Records from a data collection
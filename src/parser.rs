//! Line-oriented text front end for `Program`.
//!
//! ```text
//! ; comment
//! .org $8000
//! start:  lda #$01
//!         sta $0200,x
//! loop:   dex
//!         bne loop
//! .word start
//! ```

use tracing::debug;

use crate::asm::{AsmError, Operand, Program};
use crate::instructions::{is_ident, AddrMode, TABLE};

#[derive(Debug, Clone, Copy)]
pub struct Parser {
    size: usize,
}

impl Default for Parser {
    fn default() -> Self {
        Self {
            size: Program::DEFAULT_SIZE,
        }
    }
}

/// A literal or a label reference, as written in an operand.
#[derive(Debug, PartialEq, Eq)]
enum Value<'a> {
    Number(u32),
    Label(&'a str),
}

impl Parser {
    pub fn new() -> Self {
        Self::default()
    }

    /// Capacity of the programs this parser produces.
    pub fn with_size(size: usize) -> Self {
        Self { size }
    }

    pub fn parse(&self, source: &str) -> Result<Program, AsmError> {
        self.parse_lines(source.lines())
    }

    pub fn parse_lines<I, S>(&self, lines: I) -> Result<Program, AsmError>
    where
        I: IntoIterator<Item = S>,
        S: AsRef<str>,
    {
        let mut prg = Program::new(self.size);
        for (idx, raw) in lines.into_iter().enumerate() {
            let line_no = idx + 1;
            let line = raw.as_ref();
            let line = line.split(';').next().unwrap_or("").trim();
            if line.is_empty() {
                continue;
            }
            if line.starts_with('.') {
                directive(&mut prg, line_no, line)?;
                continue;
            }
            let mut line = line;
            if let Some((head, rest)) = line.split_once(':') {
                let head = head.trim();
                if is_ident(head) {
                    prg.set_label(&head.to_ascii_lowercase())?;
                    line = rest.trim();
                }
            }
            if !line.is_empty() {
                instruction(&mut prg, line_no, line)?;
            }
        }
        debug!(units = prg.assembly().len(), labels = prg.labels().len(), "parsed");
        Ok(prg)
    }
}

fn instruction(prg: &mut Program, line_no: usize, line: &str) -> Result<(), AsmError> {
    let no_match = || AsmError::NoMatchingInstruction {
        line: line_no,
        text: line.to_string(),
    };
    let (mnemonic, rest) = line.split_once(char::is_whitespace).unwrap_or((line, ""));
    let mnemonic = mnemonic.to_ascii_lowercase();
    let operand: String = rest
        .chars()
        .filter(|c| !c.is_whitespace())
        .map(|c| c.to_ascii_lowercase())
        .collect();

    let desc = TABLE
        .iter()
        .find(|d| d.mnemonic() == mnemonic && d.mode.matches(&operand))
        .ok_or_else(no_match)?;

    let value = if operand.is_empty() {
        Operand::None
    } else {
        match operand_value(&operand).ok_or_else(no_match)? {
            Value::Label(name) if desc.mode == AddrMode::Relative => prg.relative_label(name).into(),
            Value::Label(name) => prg.label(name).into(),
            Value::Number(n) => {
                let mask = if desc.size() == 2 { 0xFF } else { 0xFFFF };
                Operand::Value((n & mask) as u16)
            }
        }
    };
    prg.add(desc.name, value)
}

fn directive(prg: &mut Program, line_no: usize, line: &str) -> Result<(), AsmError> {
    let unknown = || AsmError::UnknownDirective {
        line: line_no,
        text: line.to_string(),
    };
    let (name, args) = line.split_once(char::is_whitespace).unwrap_or((line, ""));
    let args: Vec<String> = args
        .split(',')
        .map(|a| a.trim().to_ascii_lowercase())
        .filter(|a| !a.is_empty())
        .collect();
    match name.to_ascii_lowercase().as_str() {
        ".org" => {
            let [arg] = args.as_slice() else {
                return Err(unknown());
            };
            match parse_value(arg) {
                Some(Value::Number(n)) => prg.set_origin((n & 0xFFFF) as u16),
                _ => return Err(unknown()),
            }
        }
        ".byte" => {
            for arg in &args {
                match parse_value(arg) {
                    Some(Value::Number(n)) => prg.put(n as i32)?,
                    _ => return Err(unknown()),
                }
            }
        }
        ".word" => {
            for arg in &args {
                match parse_value(arg).ok_or_else(unknown)? {
                    Value::Number(n) => prg.put16((n & 0xFFFF) as u16),
                    Value::Label(l) => {
                        let label = prg.label(l);
                        prg.put_label(label);
                    }
                }
            }
        }
        _ => return Err(unknown()),
    }
    Ok(())
}

/// Pull the value token out of a normalized operand: drop the `#` or `(`
/// prefix and anything from the first `,` or `)` on.
fn operand_value(operand: &str) -> Option<Value<'_>> {
    let token = operand.trim_start_matches(['#', '(']);
    let end = token.find([',', ')']).unwrap_or(token.len());
    parse_value(&token[..end])
}

fn parse_value(token: &str) -> Option<Value<'_>> {
    if let Some(hex) = token.strip_prefix('$') {
        return u32::from_str_radix(hex, 16).ok().map(Value::Number);
    }
    if let Some(bin) = token.strip_prefix('%') {
        return u32::from_str_radix(bin, 2).ok().map(Value::Number);
    }
    if token.starts_with(|c: char| c.is_ascii_digit()) {
        return token.parse().ok().map(Value::Number);
    }
    is_ident(token).then_some(Value::Label(token))
}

:: What to produce ::
Copy each line of the preceding data that contains the string "lines".

:: Written reply ::
        self.parse_lines(source.lines())
    pub fn parse_lines<I, S>(&self, lines: I) -> Result<Program, AsmError>
        for (idx, raw) in lines.into_iter().enumerate() {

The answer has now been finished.